Aim of the exercise »
Search the entries below for "must", and copy each line where it appears.

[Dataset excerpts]
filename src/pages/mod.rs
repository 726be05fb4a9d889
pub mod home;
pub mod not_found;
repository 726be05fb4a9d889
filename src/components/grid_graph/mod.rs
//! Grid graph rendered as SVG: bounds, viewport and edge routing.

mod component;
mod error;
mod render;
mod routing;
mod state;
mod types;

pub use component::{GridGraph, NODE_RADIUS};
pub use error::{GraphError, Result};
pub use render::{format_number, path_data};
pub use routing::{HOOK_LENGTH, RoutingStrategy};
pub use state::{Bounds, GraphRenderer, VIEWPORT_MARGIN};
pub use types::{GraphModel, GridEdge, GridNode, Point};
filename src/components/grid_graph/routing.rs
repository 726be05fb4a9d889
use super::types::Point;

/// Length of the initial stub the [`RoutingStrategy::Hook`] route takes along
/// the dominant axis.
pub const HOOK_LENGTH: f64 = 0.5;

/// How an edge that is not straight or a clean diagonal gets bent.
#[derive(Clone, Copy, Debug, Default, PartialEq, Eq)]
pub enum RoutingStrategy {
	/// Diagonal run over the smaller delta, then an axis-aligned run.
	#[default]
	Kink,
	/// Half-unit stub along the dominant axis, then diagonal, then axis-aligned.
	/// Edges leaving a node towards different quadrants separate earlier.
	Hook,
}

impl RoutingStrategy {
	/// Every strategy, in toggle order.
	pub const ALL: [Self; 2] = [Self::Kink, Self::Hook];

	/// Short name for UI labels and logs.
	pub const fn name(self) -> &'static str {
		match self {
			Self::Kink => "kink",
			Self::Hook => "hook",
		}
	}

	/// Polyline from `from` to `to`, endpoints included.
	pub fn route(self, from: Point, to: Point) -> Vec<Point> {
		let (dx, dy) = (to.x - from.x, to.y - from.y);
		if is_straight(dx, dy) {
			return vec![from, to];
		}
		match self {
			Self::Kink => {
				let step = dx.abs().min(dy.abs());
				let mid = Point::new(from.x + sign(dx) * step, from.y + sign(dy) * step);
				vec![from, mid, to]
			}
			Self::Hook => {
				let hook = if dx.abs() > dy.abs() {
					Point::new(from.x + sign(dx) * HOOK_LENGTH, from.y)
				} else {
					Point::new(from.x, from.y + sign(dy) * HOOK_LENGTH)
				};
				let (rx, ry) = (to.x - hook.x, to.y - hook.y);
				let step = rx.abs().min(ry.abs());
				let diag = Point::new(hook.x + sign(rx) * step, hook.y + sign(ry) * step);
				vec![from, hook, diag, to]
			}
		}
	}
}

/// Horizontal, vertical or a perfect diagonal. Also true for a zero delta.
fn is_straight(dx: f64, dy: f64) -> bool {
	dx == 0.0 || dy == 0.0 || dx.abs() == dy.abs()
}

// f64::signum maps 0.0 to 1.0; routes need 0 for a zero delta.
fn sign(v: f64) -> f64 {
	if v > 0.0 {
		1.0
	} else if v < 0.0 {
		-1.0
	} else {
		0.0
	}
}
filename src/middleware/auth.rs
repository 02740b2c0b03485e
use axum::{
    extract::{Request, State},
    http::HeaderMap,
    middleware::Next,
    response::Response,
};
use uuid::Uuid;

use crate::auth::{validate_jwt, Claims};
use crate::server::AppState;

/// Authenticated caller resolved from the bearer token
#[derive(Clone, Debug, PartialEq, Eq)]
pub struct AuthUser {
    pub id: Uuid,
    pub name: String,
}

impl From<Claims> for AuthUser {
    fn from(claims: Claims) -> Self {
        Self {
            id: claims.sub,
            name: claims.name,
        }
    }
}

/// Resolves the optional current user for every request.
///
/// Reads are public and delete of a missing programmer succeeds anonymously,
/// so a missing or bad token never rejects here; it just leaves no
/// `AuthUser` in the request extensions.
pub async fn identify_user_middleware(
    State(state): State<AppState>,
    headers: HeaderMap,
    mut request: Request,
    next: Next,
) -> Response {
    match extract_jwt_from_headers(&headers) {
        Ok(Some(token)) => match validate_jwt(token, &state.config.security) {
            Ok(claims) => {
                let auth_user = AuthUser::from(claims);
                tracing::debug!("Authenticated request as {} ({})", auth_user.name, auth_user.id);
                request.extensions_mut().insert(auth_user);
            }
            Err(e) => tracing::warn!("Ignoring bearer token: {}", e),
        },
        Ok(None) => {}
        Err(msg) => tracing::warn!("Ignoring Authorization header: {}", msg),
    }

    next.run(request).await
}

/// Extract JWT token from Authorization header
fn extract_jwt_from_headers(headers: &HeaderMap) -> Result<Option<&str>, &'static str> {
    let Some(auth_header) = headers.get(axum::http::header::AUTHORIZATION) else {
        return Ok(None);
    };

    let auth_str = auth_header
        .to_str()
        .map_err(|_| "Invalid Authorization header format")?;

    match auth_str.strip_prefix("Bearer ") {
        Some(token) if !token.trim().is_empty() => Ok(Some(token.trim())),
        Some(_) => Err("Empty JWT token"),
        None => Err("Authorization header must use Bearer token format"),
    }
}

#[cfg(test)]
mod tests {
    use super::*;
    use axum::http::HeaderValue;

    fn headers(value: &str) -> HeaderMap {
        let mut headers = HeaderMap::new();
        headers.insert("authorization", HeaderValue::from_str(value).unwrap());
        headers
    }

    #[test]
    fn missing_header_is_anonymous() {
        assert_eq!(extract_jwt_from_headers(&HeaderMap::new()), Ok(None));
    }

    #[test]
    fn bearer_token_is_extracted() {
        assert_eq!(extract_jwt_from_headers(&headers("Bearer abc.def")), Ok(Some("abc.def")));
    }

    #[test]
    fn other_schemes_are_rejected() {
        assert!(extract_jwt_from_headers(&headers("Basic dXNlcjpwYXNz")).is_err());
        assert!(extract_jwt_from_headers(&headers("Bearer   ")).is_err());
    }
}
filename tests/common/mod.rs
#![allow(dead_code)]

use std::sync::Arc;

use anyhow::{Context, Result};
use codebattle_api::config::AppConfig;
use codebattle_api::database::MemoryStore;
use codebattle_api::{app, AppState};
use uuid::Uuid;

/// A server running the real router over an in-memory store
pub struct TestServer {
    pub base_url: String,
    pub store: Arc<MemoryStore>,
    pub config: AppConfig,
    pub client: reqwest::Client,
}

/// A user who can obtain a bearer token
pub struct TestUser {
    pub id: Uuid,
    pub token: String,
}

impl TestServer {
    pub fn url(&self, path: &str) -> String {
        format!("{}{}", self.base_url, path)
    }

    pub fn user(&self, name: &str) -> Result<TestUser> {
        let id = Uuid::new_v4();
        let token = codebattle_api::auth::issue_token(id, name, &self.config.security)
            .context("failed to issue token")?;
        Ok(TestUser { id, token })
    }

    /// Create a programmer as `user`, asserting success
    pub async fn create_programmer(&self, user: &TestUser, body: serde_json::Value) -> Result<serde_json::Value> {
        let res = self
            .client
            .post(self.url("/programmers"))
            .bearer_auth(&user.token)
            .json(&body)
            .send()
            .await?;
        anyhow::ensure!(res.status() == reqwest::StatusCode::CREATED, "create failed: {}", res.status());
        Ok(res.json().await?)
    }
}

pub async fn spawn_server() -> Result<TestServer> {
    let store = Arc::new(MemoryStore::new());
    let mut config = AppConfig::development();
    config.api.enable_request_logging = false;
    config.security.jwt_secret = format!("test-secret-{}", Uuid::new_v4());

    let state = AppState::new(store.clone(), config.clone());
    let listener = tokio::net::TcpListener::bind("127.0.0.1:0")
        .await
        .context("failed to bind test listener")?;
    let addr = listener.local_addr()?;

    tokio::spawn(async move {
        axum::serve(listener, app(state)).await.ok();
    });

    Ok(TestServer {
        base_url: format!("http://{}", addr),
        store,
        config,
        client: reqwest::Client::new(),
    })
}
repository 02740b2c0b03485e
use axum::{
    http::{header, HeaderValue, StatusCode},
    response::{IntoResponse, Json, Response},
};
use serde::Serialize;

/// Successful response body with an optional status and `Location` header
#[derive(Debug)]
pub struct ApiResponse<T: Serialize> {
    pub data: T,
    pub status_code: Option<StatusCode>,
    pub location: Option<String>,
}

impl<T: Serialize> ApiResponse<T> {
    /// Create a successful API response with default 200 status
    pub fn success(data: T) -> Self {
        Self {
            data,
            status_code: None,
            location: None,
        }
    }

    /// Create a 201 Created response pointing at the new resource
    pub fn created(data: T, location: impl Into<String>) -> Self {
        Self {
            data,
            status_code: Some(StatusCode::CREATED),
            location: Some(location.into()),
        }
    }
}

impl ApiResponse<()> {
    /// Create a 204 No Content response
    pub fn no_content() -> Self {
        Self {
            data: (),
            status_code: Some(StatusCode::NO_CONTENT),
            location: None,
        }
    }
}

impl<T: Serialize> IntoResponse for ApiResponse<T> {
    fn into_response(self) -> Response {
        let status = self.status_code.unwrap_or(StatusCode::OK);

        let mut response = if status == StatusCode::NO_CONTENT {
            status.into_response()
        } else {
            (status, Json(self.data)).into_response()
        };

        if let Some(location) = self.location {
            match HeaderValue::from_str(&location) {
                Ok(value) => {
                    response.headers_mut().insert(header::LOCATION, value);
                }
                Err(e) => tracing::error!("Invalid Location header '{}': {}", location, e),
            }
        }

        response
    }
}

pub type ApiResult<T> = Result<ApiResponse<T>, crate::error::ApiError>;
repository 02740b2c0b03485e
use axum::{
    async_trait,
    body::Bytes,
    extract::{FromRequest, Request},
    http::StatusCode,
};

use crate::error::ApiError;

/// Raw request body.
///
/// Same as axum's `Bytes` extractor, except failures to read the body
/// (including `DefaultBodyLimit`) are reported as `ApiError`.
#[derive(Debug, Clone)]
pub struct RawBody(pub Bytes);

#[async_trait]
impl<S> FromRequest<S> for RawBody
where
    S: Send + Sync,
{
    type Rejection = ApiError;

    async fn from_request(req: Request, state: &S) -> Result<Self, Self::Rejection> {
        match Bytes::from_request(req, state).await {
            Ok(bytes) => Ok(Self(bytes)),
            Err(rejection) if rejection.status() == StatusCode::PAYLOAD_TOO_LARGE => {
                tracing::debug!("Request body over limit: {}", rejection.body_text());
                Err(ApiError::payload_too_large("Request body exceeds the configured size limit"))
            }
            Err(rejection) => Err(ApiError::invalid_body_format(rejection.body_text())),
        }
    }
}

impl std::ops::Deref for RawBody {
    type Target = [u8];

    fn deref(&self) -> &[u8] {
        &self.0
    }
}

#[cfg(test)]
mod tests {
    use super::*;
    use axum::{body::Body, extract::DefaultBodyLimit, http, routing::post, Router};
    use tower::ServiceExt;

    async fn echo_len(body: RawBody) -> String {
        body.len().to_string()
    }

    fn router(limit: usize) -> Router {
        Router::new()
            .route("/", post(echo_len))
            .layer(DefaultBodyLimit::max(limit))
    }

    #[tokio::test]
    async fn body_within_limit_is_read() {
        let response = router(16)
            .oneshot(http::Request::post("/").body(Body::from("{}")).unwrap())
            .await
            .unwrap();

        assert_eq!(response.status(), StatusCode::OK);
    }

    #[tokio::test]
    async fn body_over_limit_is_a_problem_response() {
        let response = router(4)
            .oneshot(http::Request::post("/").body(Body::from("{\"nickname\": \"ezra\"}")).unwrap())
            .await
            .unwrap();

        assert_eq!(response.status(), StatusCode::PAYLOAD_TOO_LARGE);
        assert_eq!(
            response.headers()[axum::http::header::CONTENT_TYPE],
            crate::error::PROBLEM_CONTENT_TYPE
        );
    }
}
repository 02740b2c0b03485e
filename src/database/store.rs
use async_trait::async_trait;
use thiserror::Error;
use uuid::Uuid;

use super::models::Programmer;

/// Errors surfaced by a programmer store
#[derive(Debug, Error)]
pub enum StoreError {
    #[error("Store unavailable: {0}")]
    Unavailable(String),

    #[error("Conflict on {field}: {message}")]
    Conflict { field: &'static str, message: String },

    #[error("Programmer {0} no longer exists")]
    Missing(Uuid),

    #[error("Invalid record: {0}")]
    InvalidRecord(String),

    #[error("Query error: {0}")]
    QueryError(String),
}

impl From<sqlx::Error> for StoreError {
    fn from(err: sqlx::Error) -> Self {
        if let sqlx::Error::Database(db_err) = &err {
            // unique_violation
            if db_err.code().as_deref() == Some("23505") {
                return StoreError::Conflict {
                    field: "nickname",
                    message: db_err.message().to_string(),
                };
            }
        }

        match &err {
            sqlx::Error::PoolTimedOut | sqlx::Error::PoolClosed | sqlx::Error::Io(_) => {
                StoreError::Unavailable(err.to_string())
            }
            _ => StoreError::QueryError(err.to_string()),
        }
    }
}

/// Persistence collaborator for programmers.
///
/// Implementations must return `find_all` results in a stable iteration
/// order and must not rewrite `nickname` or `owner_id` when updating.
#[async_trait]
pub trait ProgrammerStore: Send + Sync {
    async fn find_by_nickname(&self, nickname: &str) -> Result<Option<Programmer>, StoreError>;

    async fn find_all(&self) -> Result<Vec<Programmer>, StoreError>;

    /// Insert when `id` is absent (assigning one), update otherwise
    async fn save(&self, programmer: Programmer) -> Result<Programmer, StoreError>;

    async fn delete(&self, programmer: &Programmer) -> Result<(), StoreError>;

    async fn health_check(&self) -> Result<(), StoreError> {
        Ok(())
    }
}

Task answer »
        None => Err("Authorization header must use Bearer token format"),
/// Implementations must return `find_all` results in a stable iteration
/// order and must not rewrite `nickname` or `owner_id` when updating.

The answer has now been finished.